> I'm sorry to bring this subject to the table again but why sticking to
> a one diskette distribution? With two diskettes, you would have plenty
> of space for kernel 2.2.x, more modules (e.g. network cards), glibc
> 2.1 and many other useful goodies.
Arbitrary cutoff. There exist both packages for building a single-disk
solution based on your own criteria from scratch (yard, byld) and multi-
diskette solutions (trinux, mulinux, xdenu). Just about the only things
that make tomsrtbt unique and give it a niche where it is useful are the
best-compromises one-diskette cutoff and the tradeoffs I make between the
set of what goes on it.
> What I need is a complete, reliable, powerful, diskette-based way to
> boot Linux and do debugging with it. I don't really care if it fits on
> one diskette or two. Am I the only one in this situation?
But, it is *easy* to do this. For that matter, why not boot from CDROM?
It is faster, you can have as much stuff as you want, etc... But, if all
you want is a 2 diskette solution, you can put a huge kernel on the first
diskette, then make the second one a big gzipped ramdisk. The very point
of tomsrtbt is to be an irrational attempt to make usable compromises in a
space constraint that isn't supposed to be enough. It was *never* enough,
when I started tomsrtbt the prevailing wisdom was *already* that you had
to build a customized-per-machine-and-kernel muliple-diskette rescue set.
> I know that other "Linux on diskette(s)" distributions exist but I
> still prefer tomsrtbt because it is the best one for me. However,
> kernel 2.0 and libc5 are dead: problems like the ext2 one will be more
> frequent and workarounds won't always be available...
I havn't given up on having my cake and eating it too... I still hope to
figure out how to add 2.2.x, add glibc, and not take away functionality.
But, I am going to go kicking and screaming, and delay the steps to the
degree that I can. Given the arbitrary cutoff, it means more shrinking is
required, and also of course hard decisions about what to remove. Lets
look at areas to cut. I will want help with cutting. Things to just
delete include maybe dmsdos, a nic or 2, eata, fdomain, seagate, and
qlogicfas. Should I just whack emacs and make switching from vi something
that requires a rebuild? Maybe pcmcia can run with only the modules and
lose the cardmgr, have to play with it. Loadkeys- 40K is too big for what
it does, maybe whack it or trim it? Dhcpcd- lose it or make a smaller
one. Maybe just drop pcmcia support entirely? Maybe drop network
support. If I drop all networking support and all nic drivers, along with
the previous changes, that might be enough for 2.2.x and glibc... Bzip2 in
the kernel would help a lot. More work on the elf linking tricks. More
work on crtn.o etc. More busybox like linking? Maybe...

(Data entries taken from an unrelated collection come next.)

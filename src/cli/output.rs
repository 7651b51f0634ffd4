//! CLI output: error mapping from domain errors to stable CLI surface.

use crate::error::ToolError;

/// Stage label used for argument validation failures.
pub const PARSE_STAGE: &str = "parse";

/// Map an error to the line printed on stderr, prefixed by the stage that raised it
/// (`parse` or the command name).
pub fn map_error(stage: &str, e: &ToolError) -> String {
    format!("{} error: {}", stage, e)
}
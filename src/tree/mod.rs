//! Filesystem traversal

pub mod walker;
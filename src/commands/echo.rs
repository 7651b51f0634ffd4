//! echo: print the joined words.

pub fn echo(text: &str) -> Vec<u8> {
    format!("{}\n", text).into_bytes()
}
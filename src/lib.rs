//! Shutils: minimal file-inspection utilities
//!
//! `echo`, `cat`, `ls`, `find` and `grep` for the current working directory. Arguments
//! are validated into a typed command before anything touches the filesystem; `cat`
//! reads its files concurrently under a deadline.

pub mod aggregate;
pub mod cli;
pub mod command;
pub mod commands;
pub mod config;
pub mod error;
pub mod logging;
pub mod tree;
//! Merge rules: defaults, override order, conflict handling.

use crate::config::default_cat_timeout_ms;
use config::Config;
use config::ConfigBuilder;
use config::ConfigError;

/// Create a Config builder with merge policy defaults applied.
pub fn builder_with_defaults() -> Result<ConfigBuilder<config::builder::DefaultState>, ConfigError>
{
    Config::builder()
        .set_default("cat.timeout_ms", default_cat_timeout_ms())?
        .set_default("walk.follow_symlinks", false)
}
//! Arity rules hold for arbitrary argument words.

use proptest::prelude::*;
use shutils::cli::validate;
use shutils::command::{CommandContext, CommandName, CommandParams};
use shutils::error::ToolError;
use std::path::PathBuf;

fn word() -> impl Strategy<Value = String> {
    "[a-zA-Z0-9_./-]{1,12}"
}

fn with_command(command: &str, rest: &[String]) -> Vec<String> {
    let mut args = vec![command.to_string()];
    args.extend(rest.iter().cloned());
    args
}

fn is_arity(result: Result<CommandContext, ToolError>, expected: CommandName) -> bool {
    matches!(result, Err(ToolError::InvalidArity { command }) if command == expected)
}

proptest! {
    #[test]
    fn echo_joins_any_nonempty_words(words in prop::collection::vec(word(), 1..8)) {
        let ctx = validate(&with_command("echo", &words)).unwrap();
        prop_assert_eq!(ctx.name(), CommandName::Echo);
        prop_assert_eq!(ctx.params(), &CommandParams::Echo { text: words.join(" ") });
    }

    #[test]
    fn cat_preserves_paths_in_order(words in prop::collection::vec(word(), 1..8)) {
        let ctx = validate(&with_command("cat", &words)).unwrap();
        let expected: Vec<PathBuf> = words.iter().map(PathBuf::from).collect();
        prop_assert_eq!(ctx.params(), &CommandParams::Cat { paths: expected });
    }

    #[test]
    fn ls_rejects_any_argument(words in prop::collection::vec(word(), 1..5)) {
        prop_assert!(is_arity(validate(&with_command("ls", &words)), CommandName::Ls));
    }

    #[test]
    fn find_accepts_exactly_one(words in prop::collection::vec(word(), 0..5)) {
        let result = validate(&with_command("find", &words));
        if words.len() == 1 {
            let validated = result.unwrap();
            prop_assert_eq!(
                validated.params(),
                &CommandParams::Find { name: words[0].clone() }
            );
        } else {
            prop_assert!(is_arity(result, CommandName::Find));
        }
    }

    #[test]
    fn grep_accepts_exactly_two(words in prop::collection::vec(word(), 0..5)) {
        let result = validate(&with_command("grep", &words));
        if words.len() == 2 {
            let validated = result.unwrap();
            prop_assert_eq!(
                validated.params(),
                &CommandParams::Grep {
                    pattern: words[0].clone(),
                    path: PathBuf::from(&words[1]),
                }
            );
        } else {
            prop_assert!(is_arity(result, CommandName::Grep));
        }
    }

    #[test]
    fn unknown_words_are_rejected(first in "[a-z]{1,8}", rest in prop::collection::vec(word(), 0..3)) {
        prop_assume!(first.parse::<CommandName>().is_err());
        let result = validate(&with_command(&first, &rest));
        prop_assert!(matches!(result, Err(ToolError::UnknownCommand(ref w)) if *w == first));
    }
}
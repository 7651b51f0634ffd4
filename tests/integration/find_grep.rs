//! `find` and `grep` through the binary.

use super::test_utils::{run_in, stderr, stdout, workspace};

#[test]
fn test_grep_prints_matching_lines_and_count() {
    let ws = workspace();
    let output = run_in(ws.path(), &["grep", "foo", "notes.txt"]);
    assert!(output.status.success());
    assert_eq!(
        stdout(&output),
        "foo on line two\nand foo again\nfounded count 2\n"
    );
}

#[test]
fn test_grep_searches_latin1_file() {
    let ws = workspace();
    std::fs::write(ws.path().join("l1.txt"), b"caf\xe9 foo\nbar\nfoo end\n").unwrap();

    let output = run_in(ws.path(), &["grep", "foo", "l1.txt"]);
    assert!(output.status.success(), "stderr was: {}", stderr(&output));
    assert_eq!(output.stdout, b"caf\xe9 foo\nfoo end\nfounded count 2\n");
}

#[test]
fn test_grep_missing_file_fails() {
    let ws = workspace();
    let output = run_in(ws.path(), &["grep", "foo", "absent.txt"]);
    assert!(!output.status.success());
    assert!(stderr(&output).contains("grep error: open absent.txt:"));
}

#[test]
fn test_find_directory_lists_children() {
    let ws = workspace();
    let output = run_in(ws.path(), &["find", "docs"]);
    assert!(output.status.success());
    assert_eq!(stdout(&output), "docs\n  -> d guides/\n  -> - intro.md\n");
}

#[test]
fn test_find_file_prints_path() {
    let ws = workspace();
    let output = run_in(ws.path(), &["find", "./docs/intro.md"]);
    assert!(output.status.success());
    assert_eq!(stdout(&output), "docs/intro.md\n");
}

#[test]
fn test_find_missing_fails_with_not_found() {
    let ws = workspace();
    let output = run_in(ws.path(), &["find", "nothing-here"]);
    assert!(!output.status.success());
    assert!(stderr(&output).contains("find error: not found file or directory: nothing-here"));
}
//! Configuration sources, lowest precedence first.

pub mod environment;
pub mod global_file;
pub mod workspace_file;
//! grep: literal, case-sensitive substring search over the lines of one file.
//!
//! Lines are scanned as raw bytes, so files in any encoding are searched and echoed
//! unchanged.

use crate::error::ToolError;
use std::fs::File;
use std::io::{BufRead, BufReader};
use std::path::Path;

pub fn grep(pattern: &str, path: &Path) -> Result<Vec<u8>, ToolError> {
    let file = File::open(path).map_err(|source| ToolError::Read {
        path: path.to_path_buf(),
        source,
    })?;
    grep_reader(pattern, BufReader::new(file))
}

/// Matching lines in file order followed by `founded count <n>`.
pub fn grep_reader<R: BufRead>(pattern: &str, reader: R) -> Result<Vec<u8>, ToolError> {
    let needle = pattern.as_bytes();
    let mut output = Vec::new();
    let mut count = 0usize;
    for line in reader.split(b'\n') {
        let mut line = line?;
        if line.last() == Some(&b'\r') {
            line.pop();
        }
        if contains(&line, needle) {
            count += 1;
            output.extend_from_slice(&line);
            output.push(b'\n');
        }
    }
    output.extend_from_slice(format!("founded count {}\n", count).as_bytes());
    Ok(output)
}

fn contains(haystack: &[u8], needle: &[u8]) -> bool {
    needle.is_empty() || haystack.windows(needle.len()).any(|window| window == needle)
}
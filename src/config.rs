//! Configuration System
//!
//! Layered configuration for shutils: built-in defaults, the global config file, the
//! working-directory config file, then `SHUTILS__SECTION__KEY` environment variables.

use crate::logging::LoggingConfig;
use crate::tree::walker::WalkerConfig;
use serde::{Deserialize, Serialize};
use std::time::Duration;

mod facade;
mod merge;
mod sources;

pub use facade::ConfigLoader;

/// Root configuration structure
#[derive(Debug, Clone, Default, Serialize, Deserialize)]
pub struct ToolConfig {
    /// Settings for the concatenation command
    #[serde(default)]
    pub cat: CatConfig,

    /// Settings for directory traversal (ls, find)
    #[serde(default)]
    pub walk: WalkConfig,

    /// Logging configuration
    #[serde(default)]
    pub logging: LoggingConfig,
}

/// Concatenation settings
#[derive(Debug, Clone, Serialize, Deserialize)]
pub struct CatConfig {
    /// Wall-clock window for reading every file, in milliseconds
    #[serde(default = "default_cat_timeout_ms")]
    pub timeout_ms: u64,
}

pub(crate) fn default_cat_timeout_ms() -> u64 {
    1000
}

impl Default for CatConfig {
    fn default() -> Self {
        Self {
            timeout_ms: default_cat_timeout_ms(),
        }
    }
}

impl CatConfig {
    pub fn deadline(&self) -> Duration {
        Duration::from_millis(self.timeout_ms)
    }
}

/// Traversal settings
#[derive(Debug, Clone, Default, Serialize, Deserialize)]
pub struct WalkConfig {
    #[serde(default)]
    pub follow_symlinks: bool,
}

impl From<&WalkConfig> for WalkerConfig {
    fn from(config: &WalkConfig) -> Self {
        WalkerConfig {
            follow_symlinks: config.follow_symlinks,
        }
    }
}

impl ToolConfig {
    /// Validate the entire configuration
    pub fn validate(&self) -> Result<(), String> {
        if self.cat.timeout_ms == 0 {
            return Err("cat.timeout_ms must be greater than zero".to_string());
        }
        Ok(())
    }
}
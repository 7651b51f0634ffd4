//! Environment source: `SHUTILS__CAT__TIMEOUT_MS=500` sets `cat.timeout_ms`.

use config::builder::DefaultState;
use config::ConfigBuilder;
use config::Environment;

pub fn add_to_builder(builder: ConfigBuilder<DefaultState>) -> ConfigBuilder<DefaultState> {
    builder.add_source(
        Environment::with_prefix("SHUTILS")
            .prefix_separator("__")
            .separator("__")
            .try_parsing(true),
    )
}
#[cfg(test)]
mod tests {
    use std::sync::Arc;

    use chrono::NaiveDate;
    use entities::CarStatus;

    use super::*;

    fn sample_car(make: &str, model: &str, price: f64) -> Car {
        Car::new(make, model, 2023, price)
            .with_color("White")
            .with_fuel_type("Petrol")
            .with_transmission("Automatic")
            .with_body_type("Sedan")
    }

    fn june_first() -> NaiveDate {
        NaiveDate::from_ymd_opt(2024, 6, 1).unwrap()
    }

    #[tokio::test]
    async fn test_slot_conflict_rejected() {
        let store = MemoryDealerStore::new();
        let car = store.create_car(sample_car("Tesla", "Model 3", 30000.0)).await.unwrap();
        let user_a = Uuid::new_v4();
        let user_b = Uuid::new_v4();

        let first = Booking::new(car.id, user_a, june_first(), "10:00", "11:00");
        store.create_booking(first).await.unwrap();

        let second = Booking::new(car.id, user_b, june_first(), "10:00", "11:00");
        let err = store.create_booking(second).await.unwrap_err();
        assert!(matches!(err, StoreError::SlotConflict));
    }

    #[tokio::test]
    async fn test_cancelled_slot_can_be_rebooked() {
        let store = MemoryDealerStore::new();
        let car = store.create_car(sample_car("BMW", "530i", 95000.0)).await.unwrap();

        let first = Booking::new(car.id, Uuid::new_v4(), june_first(), "10:00", "11:00");
        let first = store.create_booking(first).await.unwrap();
        store
            .update_booking_status(first.id, BookingStatus::Cancelled)
            .await
            .unwrap();

        let second = Booking::new(car.id, Uuid::new_v4(), june_first(), "10:00", "11:00");
        assert!(store.create_booking(second).await.is_ok());
    }

    #[tokio::test]
    async fn test_concurrent_double_booking_yields_one_success() {
        // Regression for the check-then-insert race: exactly one of two
        // simultaneous requests for the same slot may succeed.
        let store = Arc::new(MemoryDealerStore::new());
        let car = store.create_car(sample_car("Honda", "Civic", 22000.0)).await.unwrap();

        let b1 = Booking::new(car.id, Uuid::new_v4(), june_first(), "10:00", "11:00");
        let b2 = Booking::new(car.id, Uuid::new_v4(), june_first(), "10:00", "11:00");

        let s1 = Arc::clone(&store);
        let s2 = Arc::clone(&store);
        let (r1, r2) = tokio::join!(
            tokio::spawn(async move { s1.create_booking(b1).await }),
            tokio::spawn(async move { s2.create_booking(b2).await }),
        );
        let r1 = r1.unwrap();
        let r2 = r2.unwrap();

        assert_eq!(
            r1.is_ok() as u32 + r2.is_ok() as u32,
            1,
            "exactly one booking must win the slot"
        );
    }

    #[tokio::test]
    async fn test_terminal_transition_rejected_without_mutation() {
        let store = MemoryDealerStore::new();
        let car = store.create_car(sample_car("Ford", "Focus", 18000.0)).await.unwrap();

        let booking = Booking::new(car.id, Uuid::new_v4(), june_first(), "09:00", "10:00");
        let booking = store.create_booking(booking).await.unwrap();
        store
            .update_booking_status(booking.id, BookingStatus::Cancelled)
            .await
            .unwrap();

        let err = store
            .update_booking_status(booking.id, BookingStatus::Confirmed)
            .await
            .unwrap_err();
        assert!(matches!(err, StoreError::InvalidStateTransition { .. }));

        let stored = store.get_booking(booking.id).await.unwrap().unwrap();
        assert_eq!(stored.status, BookingStatus::Cancelled);
    }

    #[tokio::test]
    async fn test_price_range_filter() {
        let store = MemoryDealerStore::new();
        for (model, price) in [("A", 10000.0), ("B", 25000.0), ("C", 40000.0), ("D", 25000.0)] {
            store.create_car(sample_car("Make", model, price)).await.unwrap();
        }

        let filter = CarFilter {
            min_price: Some(20000.0),
            max_price: Some(25000.0),
            ..Default::default()
        };
        let (cars, total) = store.list_cars(filter).await.unwrap();
        assert_eq!(total, 2);
        assert!(cars.iter().all(|c| c.price >= 20000.0 && c.price <= 25000.0));
    }

    #[tokio::test]
    async fn test_search_matches_description() {
        let store = MemoryDealerStore::new();
        let car = sample_car("Tesla", "Model 3", 30000.0)
            .with_description("Long range battery, single owner");
        store.create_car(car).await.unwrap();
        store.create_car(sample_car("BMW", "530i", 95000.0)).await.unwrap();

        let filter = CarFilter {
            search: Some("long range".to_string()),
            ..Default::default()
        };
        let (cars, total) = store.list_cars(filter).await.unwrap();
        assert_eq!(total, 1);
        assert_eq!(cars[0].make, "Tesla");
    }

    #[tokio::test]
    async fn test_sort_by_price() {
        let store = MemoryDealerStore::new();
        for (model, price) in [("A", 30000.0), ("B", 10000.0), ("C", 20000.0)] {
            store.create_car(sample_car("Make", model, price)).await.unwrap();
        }

        let filter = CarFilter {
            sort: CarSort::PriceAsc,
            ..Default::default()
        };
        let (cars, _) = store.list_cars(filter).await.unwrap();
        let prices: Vec<f64> = cars.iter().map(|c| c.price).collect();
        assert_eq!(prices, vec![10000.0, 20000.0, 30000.0]);
    }

    #[tokio::test]
    async fn test_saved_car_toggle_pair_is_idempotent() {
        let store = MemoryDealerStore::new();
        let car = store.create_car(sample_car("Kia", "EV6", 45000.0)).await.unwrap();
        let user_id = Uuid::new_v4();

        assert!(!store.is_car_saved(user_id, car.id).await.unwrap());
        store.save_car(user_id, car.id).await.unwrap();
        assert!(store.is_car_saved(user_id, car.id).await.unwrap());
        assert!(store.unsave_car(user_id, car.id).await.unwrap());
        assert!(!store.is_car_saved(user_id, car.id).await.unwrap());
        // Removing again reports absence.
        assert!(!store.unsave_car(user_id, car.id).await.unwrap());
    }

    #[tokio::test]
    async fn test_booking_list_order() {
        let store = MemoryDealerStore::new();
        let car = store.create_car(sample_car("Audi", "A4", 40000.0)).await.unwrap();
        let user_id = Uuid::new_v4();

        let earlier = Booking::new(
            car.id,
            user_id,
            NaiveDate::from_ymd_opt(2024, 5, 20).unwrap(),
            "10:00",
            "11:00",
        );
        let later = Booking::new(car.id, user_id, june_first(), "10:00", "11:00");
        store.create_booking(earlier).await.unwrap();
        store.create_booking(later.clone()).await.unwrap();

        let filter = BookingFilter {
            user_id: Some(user_id),
            ..Default::default()
        };
        let bookings = store.list_bookings(filter).await.unwrap();
        assert_eq!(bookings.len(), 2);
        assert_eq!(bookings[0].id, later.id);
    }

    #[tokio::test]
    async fn test_user_lookup_by_external_id() {
        let store = MemoryDealerStore::new();
        let user = User::new("provider|abc", "u@example.com");
        store.create_user(user.clone()).await.unwrap();

        let found = store.get_user_by_external_id("provider|abc").await.unwrap();
        assert_eq!(found.unwrap().id, user.id);
        assert!(store.get_user_by_external_id("provider|missing").await.unwrap().is_none());
    }

    #[tokio::test]
    async fn test_delete_car_clears_wishlist_entries() {
        let store = MemoryDealerStore::new();
        let car = store.create_car(sample_car("Mini", "Cooper", 28000.0)).await.unwrap();
        let user_id = Uuid::new_v4();
        store.save_car(user_id, car.id).await.unwrap();

        store.delete_car(car.id).await.unwrap();
        assert!(!store.is_car_saved(user_id, car.id).await.unwrap());
    }

    #[tokio::test]
    async fn test_delete_car_keeps_booking_history() {
        let store = MemoryDealerStore::new();
        let car = store.create_car(sample_car("Mazda", "3", 24000.0)).await.unwrap();
        let booking = Booking::new(car.id, Uuid::new_v4(), june_first(), "10:00", "11:00");
        let booking = store.create_booking(booking).await.unwrap();

        store.delete_car(car.id).await.unwrap();

        // Booking history outlives the car record.
        assert!(store.get_booking(booking.id).await.unwrap().is_some());
    }

    #[tokio::test]
    async fn test_featured_filter() {
        let store = MemoryDealerStore::new();
        store
            .create_car(sample_car("Tesla", "Model 3", 30000.0).with_featured(true))
            .await
            .unwrap();
        store
            .create_car(sample_car("BMW", "530i", 95000.0).with_status(CarStatus::Sold))
            .await
            .unwrap();

        let filter = CarFilter {
            featured: Some(true),
            status: Some(CarStatus::Available),
            ..Default::default()
        };
        let (cars, total) = store.list_cars(filter).await.unwrap();
        assert_eq!(total, 1);
        assert!(cars[0].featured);
    }
}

The thing is, it may be forced to 2.2.x or glibc. But, if I don't break
the 1 diskette cutoff, then it is probably best to delay both of those as
long as possible. For a long time my thinking was that glibc would come
first, as many more users run into the customization problem. Now, it
looks like the 2.2.x issues are more fundamental, and a workaround to make
building libc5 stuff easy may be the way to go. I probably won't consider
breaking the 1 diskette cutoff- that way lies madness, more work, a tree
of splintered versions, and no end in sight. But, there is no getting
around that making a 2.2.x kernel with the same options adds over 100K.